Saturday, May 05, 2012


 Sunday afternoon found me at the Barbican.

Oddly, courtesy of Mark Ravenhill.

I spied a tweet from he a couple of weeks ago raving about Some German Play that he said was absolutely tremendous.

I spied a Guardian review of said aforementioned tremendous play. That said it was tremendous and went so far as to bestow five stars on it.

Then it dawned on me that I had a free day in London town courtesy of an obliging Monday morning meeting in Reading.

A little google and a 4pm on the appropriate Sunday performance was revealed. With about eleven tickets left, all with a restricted view, all exorbitantly expensive. But of course this only made me more determined to go. So I snapped one up.

The show was (is) Gross und Klein. Courtesy of Sydney Theatre Company. 

By a remarkable twist of fate, I've seen this theatre company before. Their Streetcar Named Desire with Cate Blanchett as Blanche. It was AMAzing.

This Gross und Klein also considerately featured Cate Blanchett. And this five star review.

So there I was, further swelling the coffers of the Barbican clutching an expensive coffee and cake to fortify me for pleasures ahead. Front row seat, though slightly to one side of the stage. The view didn't appear remotely restricted. I felt triumphant. And a further thrill when two most intellectual bohemian (trilby) men behind me excused me and asked whether I'd had to smuggle my coffee in. I said (too Traverse familiar) that I'd just trotted in, bold as brass and no-one had fussed. Oh, they said. Sagely. And I fancied their eyes were full of new respect. They sat back. And I heard them speaking of a recent conversation with Martin Crimp (his translation, you see). Not, as I might, in reference to something I'd heard on the radio. But in reference to a real conversation. That they had had. With Martin Crimp. I shivered with pleasure. This surely was where the theatrical zeitgeist was being fashioned as we supped our expensive caffeinated milk.

Eagerly, bohemianly, I asked the man next to me if he knew anything about the play. Oh no, nothing, he said, glancing nervously at me. A why are you speaking to me I don't know you you're not a bohemian just some girl that's bothering me look. He'd been told it was very good, he muttered, so had come to see it. I waited for him to ask me in return. He did not. I persisted. Did he know how long it lasted? I'd imagined an hour and a bit. Maybe an hour and a half. Spoilt Fringe audience. Three hours, he thought. This shut me up.

A little silence.

Lights down.

It began.

Beautiful set. Blank stage. A white perspex gutter at the front of it. Framed by a - imagine a prosc arch height wire picture frame.  A pair of adult size Mary Jane shoes (white) on the black step down from the white perspex panel. A cocktail glass plus lurid drink to one side of the perspex panel. A beautiful opening.

Lights out.

Black.

Lights up.

There was Cate. Feet in shoes, sat approx six feet away from me, fiddling with the straw in the cocktail glass.

Beautiful.

And so it began.

Now the problem was I thought I was seeing something else altogether. I'd somehow absorbed from a whistlestop review of The Five Star Review that this was a play about a woman (Cate) who went mad. So I spent the entire (probably two hours forty inc. interval) seeing this in the story.
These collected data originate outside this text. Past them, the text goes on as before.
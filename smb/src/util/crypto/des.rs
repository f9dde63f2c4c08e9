use des::cipher::BlockEncrypt;
use des::Des;
use digest::KeyInit;

use smb_core::error::SMBError;
use smb_core::SMBResult;

/// Encrypts an 8-byte block under a 16-byte key padded to 21 bytes and
/// split into three 7-byte DES keys, giving a 24-byte response.
pub fn des_long_encrypt(key: &[u8], plaintext: &[u8]) -> SMBResult<Vec<u8>> {
    if key.len() != 16 || plaintext.len() != 8 {
        return Err(SMBError::crypto_error("Invalid key length"));
    }
    let padded = [key, &[0_u8; 5][..]].concat();
    padded.chunks_exact(7)
        .map(|chunk| des_encrypt(chunk, plaintext))
        .collect::<SMBResult<Vec<_>>>()
        .map(|blocks| blocks.concat())
}

/// DES under a 7-byte key, expanded to 8 bytes with a zero parity bit.
pub fn des_encrypt(key: &[u8], plaintext: &[u8]) -> SMBResult<Vec<u8>> {
    if key.len() != 7 || plaintext.len() != 8 {
        return Err(SMBError::crypto_error("Invalid key length"));
    }
    let des = Des::new_from_slice(&extend_des_key(key))
        .map_err(|_| SMBError::crypto_error("Invalid key length"))?;
    let mut result = vec![0_u8; plaintext.len()];
    des.encrypt_block_b2b(plaintext.into(), (&mut *result).into());
    Ok(result)
}

fn extend_des_key(key: &[u8]) -> [u8; 8] {
    let mut result = [
        key[0] >> 1,
        ((key[0] & 0x01) << 6) | (key[1] >> 2),
        ((key[1] & 0x03) << 5) | (key[2] >> 3),
        ((key[2] & 0x07) << 4) | (key[3] >> 4),
        ((key[3] & 0x0F) << 3) | (key[4] >> 5),
        ((key[4] & 0x1F) << 2) | (key[5] >> 6),
        ((key[5] & 0x3F) << 1) | (key[6] >> 7),
        key[6] & 0x7F,
    ];
    for byte in result.iter_mut() {
        *byte <<= 1;
    }
    result
}

#[cfg(test)]
mod tests {
    use super::*;

    #[test]
    fn long_encrypt_yields_three_blocks() {
        let response = des_long_encrypt(&[0x11; 16], &[0x22; 8]).unwrap();
        assert_eq!(response.len(), 24);
        assert_eq!(&response[..8], &des_encrypt(&[0x11; 7], &[0x22; 8]).unwrap()[..]);
    }

    #[test]
    fn rejects_wrong_lengths() {
        assert!(des_long_encrypt(&[0; 8], &[0; 8]).is_err());
        assert!(des_encrypt(&[0; 7], &[0; 4]).is_err());
    }

    #[test]
    fn key_expansion_spreads_seven_bits_per_byte() {
        assert_eq!(extend_des_key(&[0xFF; 7]), [0xFE; 8]);
        assert_eq!(extend_des_key(&[0; 7]), [0; 8]);
    }
}
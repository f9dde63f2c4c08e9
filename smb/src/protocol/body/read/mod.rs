use serde::{Deserialize, Serialize};

use smb_core::error::SMBError;
use smb_core::SMBResult;

use crate::config::SMBClientConfig;
use crate::protocol::body::{declared_batch_limit, SMBCommand};
use crate::protocol::header::SMBCommandCode;
use crate::protocol::wire::{align_up, WireReader, WireWriter};

/// Header, word count, 12 parameter words and the byte count: everything of
/// a ReadAndX response that precedes its pad and payload.
pub const READ_ANDX_RESPONSE_HEAD_LENGTH: usize = 59;
pub const READ_ANDX_RESPONSE_WORD_COUNT: u8 = 12;
/// Offsets of DataLength, DataOffset and DataLengthHigh from the header start.
pub const READ_ANDX_DATA_LENGTH_OFFSET: usize = 43;
pub const READ_ANDX_DATA_OFFSET_OFFSET: usize = 45;
pub const READ_ANDX_DATA_LENGTH_HIGH_OFFSET: usize = 47;

/// MS-CIFS 2.2.4.42.1 with the MS-SMB large read extension: the high half
/// of `max_count` travels in the timeout field.
#[derive(Serialize, Deserialize, PartialEq, Eq, Debug, Clone, Default)]
pub struct SMBReadAndXRequest {
    pub fid: u16,
    pub offset: u64,
    pub max_count: u32,
    pub min_count: u16,
    pub remaining: u16,
}

impl SMBReadAndXRequest {
    pub fn new(fid: u16, offset: u64, max_count: u32) -> Self {
        Self {
            fid,
            offset,
            max_count,
            min_count: max_count.min(u16::MAX as u32) as u16,
            remaining: 0,
        }
    }
}

impl SMBCommand for SMBReadAndXRequest {
    fn command_code(&self) -> SMBCommandCode {
        SMBCommandCode::ReadAndX
    }

    fn write_parameter_words(&self, writer: &mut WireWriter) -> SMBResult<()> {
        writer.write_u16(self.fid)?;
        writer.write_u32(self.offset as u32)?;
        writer.write_u16(self.max_count as u16)?;
        writer.write_u16(self.min_count)?;
        writer.write_u32(self.max_count >> 16)?;
        writer.write_u16(self.remaining)?;
        writer.write_u32((self.offset >> 32) as u32)
    }

    fn write_bytes(&self, _writer: &mut WireWriter) -> SMBResult<()> {
        Ok(())
    }

    fn read_parameter_words(&mut self, reader: &mut WireReader, word_count: u8) -> SMBResult<()> {
        self.fid = reader.read_u16()?;
        let offset_low = reader.read_u32()?;
        let max_count_low = reader.read_u16()?;
        self.min_count = reader.read_u16()?;
        let max_count_high = reader.read_u32()?;
        self.remaining = reader.read_u16()?;
        let offset_high = if word_count >= 12 { reader.read_u32()? } else { 0 };
        self.offset = ((offset_high as u64) << 32) | offset_low as u64;
        // a real timeout (0xFFFFFFFF) is not a count
        let max_count_high = if max_count_high == u32::MAX { 0 } else { max_count_high & 0xFFFF };
        self.max_count = (max_count_high << 16) | max_count_low as u32;
        Ok(())
    }

    fn read_bytes(&mut self, _reader: &mut WireReader, _byte_count: usize) -> SMBResult<()> {
        Ok(())
    }

    fn batch_limit(&self, config: &SMBClientConfig, successor: SMBCommandCode) -> u8 {
        declared_batch_limit(config, self.command_code(), successor, &[SMBCommandCode::Close])
    }
}

/// MS-CIFS 2.2.4.42.2. A detached response had its payload delivered
/// straight from the socket, so decoding leaves `data` alone.
#[derive(Serialize, Deserialize, PartialEq, Eq, Debug, Clone, Default)]
pub struct SMBReadAndXResponse {
    pub available: u16,
    pub data_compaction_mode: u16,
    pub data_length: u32,
    pub data_offset: u16,
    pub data: Vec<u8>,
    pub detached: bool,
}

impl SMBReadAndXResponse {
    pub fn new(data: Vec<u8>) -> Self {
        Self {
            data_length: data.len() as u32,
            data,
            ..Default::default()
        }
    }

    pub fn detached(payload: Vec<u8>) -> Self {
        Self {
            detached: true,
            ..Self::new(payload)
        }
    }
}

impl SMBCommand for SMBReadAndXResponse {
    fn command_code(&self) -> SMBCommandCode {
        SMBCommandCode::ReadAndX
    }

    fn write_parameter_words(&self, writer: &mut WireWriter) -> SMBResult<()> {
        let data_offset = align_up(writer.position() + 20 + 2, 2);
        let length = self.data.len() as u32;
        writer.write_u16(self.available)?;
        writer.write_u16(self.data_compaction_mode)?;
        writer.write_u16(0)?;
        writer.write_u16(length as u16)?;
        writer.write_u16(data_offset as u16)?;
        writer.write_u16((length >> 16) as u16)?;
        writer.write_zeros(8)
    }

    fn write_bytes(&self, writer: &mut WireWriter) -> SMBResult<()> {
        writer.align(2)?;
        writer.write_bytes(&self.data)
    }

    fn read_parameter_words(&mut self, reader: &mut WireReader, _word_count: u8) -> SMBResult<()> {
        self.available = reader.read_u16()?;
        self.data_compaction_mode = reader.read_u16()?;
        reader.skip(2);
        let length_low = reader.read_u16()?;
        self.data_offset = reader.read_u16()?;
        let length_high = reader.read_u16()?;
        reader.skip(8);
        self.data_length = ((length_high as u32) << 16) | length_low as u32;
        Ok(())
    }

    fn read_bytes(&mut self, reader: &mut WireReader, _byte_count: usize) -> SMBResult<()> {
        if self.detached {
            return Ok(());
        }
        self.data = reader.slice_at(self.data_offset as usize, self.data_length as usize)
            .map_err(|_| SMBError::protocol_error(format!(
                "ReadAndX data of {} bytes at {} lies outside the message",
                self.data_length, self.data_offset
            )))?
            .to_vec();
        Ok(())
    }
}
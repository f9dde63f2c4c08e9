use bitflags::bitflags;
use serde::{Deserialize, Serialize};

use crate::util::flags_helper::{impl_smb_byte_size_for_bitflag, impl_smb_from_bytes_for_bitflag, impl_smb_to_bytes_for_bitflag};

bitflags! {
    /// MS-CIFS 2.2.1.2.3 SMB_EXT_FILE_ATTR.
    #[derive(Debug, Default, Clone, Copy, PartialEq, Eq, Serialize, Deserialize)]
    pub struct ExtFileAttributes: u32 {
        const READONLY            = 0x0000_0001;
        const HIDDEN              = 0x0000_0002;
        const SYSTEM              = 0x0000_0004;
        const DIRECTORY           = 0x0000_0010;
        const ARCHIVE             = 0x0000_0020;
        const NORMAL              = 0x0000_0080;
        const TEMPORARY           = 0x0000_0100;
        const SPARSE_FILE         = 0x0000_0200;
        const REPARSE_POINT       = 0x0000_0400;
        const COMPRESSED          = 0x0000_0800;
        const OFFLINE             = 0x0000_1000;
        const NOT_CONTENT_INDEXED = 0x0000_2000;
        const ENCRYPTED           = 0x0000_4000;
        const POSIX_SEMANTICS     = 0x0100_0000;
        const BACKUP_SEMANTICS    = 0x0200_0000;
        const DELETE_ON_CLOSE     = 0x0400_0000;
        const SEQUENTIAL_SCAN     = 0x0800_0000;
        const RANDOM_ACCESS       = 0x1000_0000;
        const NO_BUFFERING        = 0x2000_0000;
        const WRITE_THROUGH       = 0x8000_0000;
    }
}

impl_smb_byte_size_for_bitflag! { ExtFileAttributes }
impl_smb_to_bytes_for_bitflag! { ExtFileAttributes }
impl_smb_from_bytes_for_bitflag! { ExtFileAttributes }
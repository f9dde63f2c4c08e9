//! Fixed-width little-endian field encoders and the two SMB1 time formats.
//!
//! The offset-based readers and writers do no bounds checking: callers size
//! the buffer first. Use [`crate::protocol::wire`] when the input is untrusted.

/// Milliseconds between 1601-01-01 (FILETIME epoch) and 1970-01-01.
pub const MILLISECONDS_BETWEEN_1970_AND_1601: i64 = 11_644_473_600_000;

const ONE_HOUR_MILLIS: i64 = 3_600_000;
const UTIME_NONE: u32 = 0xFFFF_FFFF;

pub fn bytes_to_u16(bytes: &[u8]) -> u16 {
    (bytes[0] as u16) | ((bytes[1] as u16) << 8)
}

pub fn u16_to_bytes(num: u16) -> [u8; 2] {
    [(num & 0xFF) as u8, ((num >> 8) & 0xFF) as u8]
}

pub fn bytes_to_u32(bytes: &[u8]) -> u32 {
    (bytes[0] as u32) |
    ((bytes[1] as u32) << 8) |
    ((bytes[2] as u32) << 16) |
    ((bytes[3] as u32) << 24)
}

pub fn u32_to_bytes(num: u32) -> [u8; 4] {
    [
        (num & 0xFF) as u8,
        ((num >> 8) & 0xFF) as u8,
        ((num >> 16) & 0xFF) as u8,
        ((num >> 24) & 0xFF) as u8,
    ]
}

pub fn bytes_to_u64(bytes: &[u8]) -> u64 {
    (bytes_to_u32(&bytes[0..4]) as u64) | ((bytes_to_u32(&bytes[4..8]) as u64) << 32)
}

pub fn u64_to_bytes(num: u64) -> [u8; 8] {
    let low = u32_to_bytes(num as u32);
    let high = u32_to_bytes((num >> 32) as u32);
    [low[0], low[1], low[2], low[3], high[0], high[1], high[2], high[3]]
}

pub fn read_u16(src: &[u8], index: usize) -> u16 {
    bytes_to_u16(&src[index..])
}

pub fn read_u32(src: &[u8], index: usize) -> u32 {
    bytes_to_u32(&src[index..])
}

pub fn read_u64(src: &[u8], index: usize) -> u64 {
    bytes_to_u64(&src[index..])
}

pub fn write_u16(value: u16, dst: &mut [u8], index: usize) {
    dst[index..index + 2].copy_from_slice(&u16_to_bytes(value));
}

pub fn write_u32(value: u32, dst: &mut [u8], index: usize) {
    dst[index..index + 4].copy_from_slice(&u32_to_bytes(value));
}

pub fn write_u64(value: u64, dst: &mut [u8], index: usize) {
    dst[index..index + 8].copy_from_slice(&u64_to_bytes(value));
}

/// FILETIME (100ns ticks since 1601) to Unix milliseconds. A zero FILETIME
/// means "not set" and stays zero.
pub fn filetime_to_millis(ticks: u64) -> i64 {
    if ticks == 0 {
        return 0;
    }
    (ticks / 10_000) as i64 - MILLISECONDS_BETWEEN_1970_AND_1601
}

pub fn millis_to_filetime(millis: i64) -> u64 {
    if millis == 0 {
        return 0;
    }
    ((millis + MILLISECONDS_BETWEEN_1970_AND_1601).max(0) as u64) * 10_000
}

pub fn read_time(src: &[u8], index: usize) -> i64 {
    filetime_to_millis(read_u64(src, index))
}

pub fn write_time(millis: i64, dst: &mut [u8], index: usize) {
    write_u64(millis_to_filetime(millis), dst, index);
}

/// Daylight saving rule of the zone the legacy UTime fields are expressed in.
pub trait LocalTimeZone {
    fn in_daylight_time(&self, millis: i64) -> bool;
}

/// A zone without daylight saving.
#[derive(Debug, Default, Clone, Copy, PartialEq, Eq)]
pub struct NoDaylightSaving;

impl LocalTimeZone for NoDaylightSaving {
    fn in_daylight_time(&self, _millis: i64) -> bool {
        false
    }
}

impl<F: Fn(i64) -> bool> LocalTimeZone for F {
    fn in_daylight_time(&self, millis: i64) -> bool {
        self(millis)
    }
}

/// UTime (seconds since 1970) to milliseconds. Both `0` and `0xFFFFFFFF`
/// read as `0`, the unset value [`write_utime`] turns back into
/// `0xFFFFFFFF`.
pub fn read_utime(src: &[u8], index: usize) -> i64 {
    match read_u32(src, index) {
        0 | UTIME_NONE => 0,
        seconds => seconds as i64 * 1000,
    }
}

/// Writes `millis` as UTime, shifting by an hour when `now` and `millis` sit
/// on different sides of a daylight saving boundary.
pub fn write_utime<Z: LocalTimeZone + ?Sized>(millis: i64, now: i64, zone: &Z, dst: &mut [u8], index: usize) {
    write_u32(utime_from_millis(millis, now, zone), dst, index);
}

pub fn utime_from_millis<Z: LocalTimeZone + ?Sized>(millis: i64, now: i64, zone: &Z) -> u32 {
    if millis == 0 || millis == -1 {
        return UTIME_NONE;
    }
    let corrected = match (zone.in_daylight_time(now), zone.in_daylight_time(millis)) {
        (true, false) => millis - ONE_HOUR_MILLIS,
        (false, true) => millis + ONE_HOUR_MILLIS,
        _ => millis,
    };
    (corrected / 1000) as u32
}

/// The negotiate response carries the server zone as minutes in a signed
/// 16-bit field; values read unsigned need two's-complement correction.
pub fn timezone_from_raw(raw: u16) -> i16 {
    if raw > i16::MAX as u16 {
        (raw as i32 - 65536) as i16
    } else {
        raw as i16
    }
}

#[cfg(test)]
mod tests {
    use super::*;

    #[test]
    fn integers_are_written_little_endian_at_offset() {
        let mut buffer = [0_u8; 16];
        write_u16(0xBEEF, &mut buffer, 1);
        write_u32(0x01020304, &mut buffer, 3);
        write_u64(0x1122334455667788, &mut buffer, 7);
        assert_eq!(&buffer[1..3], &[0xEF, 0xBE]);
        assert_eq!(&buffer[3..7], &[0x04, 0x03, 0x02, 0x01]);
        assert_eq!(read_u16(&buffer, 1), 0xBEEF);
        assert_eq!(read_u32(&buffer, 3), 0x01020304);
        assert_eq!(read_u64(&buffer, 7), 0x1122334455667788);
    }

    #[test]
    fn high_bytes_of_u64_survive() {
        let bytes = u64_to_bytes(0xFF00_0000_0000_0000);
        assert_eq!(bytes[7], 0xFF);
        assert_eq!(bytes_to_u64(&bytes), 0xFF00_0000_0000_0000);
    }

    /// MS-DTYP 2.3.3: 1970-01-01 is 116444736000000000 ticks.
    #[test]
    fn filetime_epoch_offset() {
        assert_eq!(filetime_to_millis(116_444_736_000_000_000), 0);
        assert_eq!(millis_to_filetime(1_000), 116_444_736_010_000_000);
        assert_eq!(filetime_to_millis(0), 0);
        assert_eq!(millis_to_filetime(0), 0);
    }

    #[test]
    fn time_round_trips_at_millisecond_precision() {
        let mut buffer = [0_u8; 8];
        write_time(1_700_000_000_123, &mut buffer, 0);
        assert_eq!(read_time(&buffer, 0), 1_700_000_000_123);
    }

    #[test]
    fn utime_none_is_all_ones() {
        let mut buffer = [0_u8; 4];
        write_utime(0, 1, &NoDaylightSaving, &mut buffer, 0);
        assert_eq!(buffer, [0xFF; 4]);
        assert_eq!(read_utime(&buffer, 0), 0);
        assert_eq!(read_utime(&[0; 4], 0), 0);
        assert_eq!(read_utime(&[0x01, 0, 0, 0], 0), 1000);
    }

    #[test]
    fn utime_shifts_across_daylight_boundary() {
        let summer = |millis: i64| millis >= 1_000_000_000;
        // now in daylight time, value is not: one hour earlier
        assert_eq!(utime_from_millis(500_000_000, 2_000_000_000, &summer), (500_000_000 - 3_600_000) / 1000);
        // now standard, value in daylight: one hour later
        assert_eq!(utime_from_millis(1_500_000_000, 0, &summer), (1_500_000_000 + 3_600_000) / 1000);
        assert_eq!(utime_from_millis(1_500_000_000, 2_000_000_000, &summer), 1_500_000);
    }

    #[test]
    fn timezone_correction_is_twos_complement() {
        assert_eq!(timezone_from_raw(0xFE20), -480);
        assert_eq!(timezone_from_raw(300), 300);
        assert_eq!(timezone_from_raw(0x8000), i16::MIN);
        assert_eq!(timezone_from_raw(0xFFFF), -1);
    }
}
Lotte (Cate) potters through life driven increasingly mad - though maybe mad already - by people's (unsympathetic) foibles.

Having read some reviews subsequently, you might also see it as: Lotte potters through life observing people's foibles but trying to remain kind.

Maybe both ways are right.

In lots of ways, the story doesn't matter. The production was incredibly beautiful. Incredibly smartly staged. A witty script. Beautiful lights. Cracking sound. Spot on designer costumes. Some gorgeous set. The phone box. Man!
Brilliantly cast across the board when it came to the middle-class unsympathetic foible-rs.

And Cate. A proper star. Like you didn't really want to watch anyone else when she was on stage. And whether she was mad or whether she was nice but misunderstood doesn't really matter because you had all the sympathy in the world with her as she skipped and growled and simpered and fiddled with the straw and crawled and leapt and slunk and danced or simply gazed golden and serene into space. Like she was the only person in the room.

It's a tribute to the other actors that they were entirely a match for her.

I came away confused bemused and puzzled. As the resolve didn't seem to bear any relation to the story I'd expected. A couple of reviews later and I figured I'd mis-imagined the story. Admittedly, I know nothing of mad absurdist German playwrights from the seventies so an appreciation of their quest might have helped. I imagined Siobhan would have been able to give me the dramaturgy.

Peculiarly, though puzzlement continues to abound, it was a magic two and some hours that I would not swap for the world. A fellow attendee sent me her review of it, perhaps sympathising with my confused post-show tweet. Perhaps I was not alone in my befuddle.

Must try harder. Read more. Be cleverer. Same old.

Still, it was beautiful, stellar fun. For that alone, I'd buy the ticket over.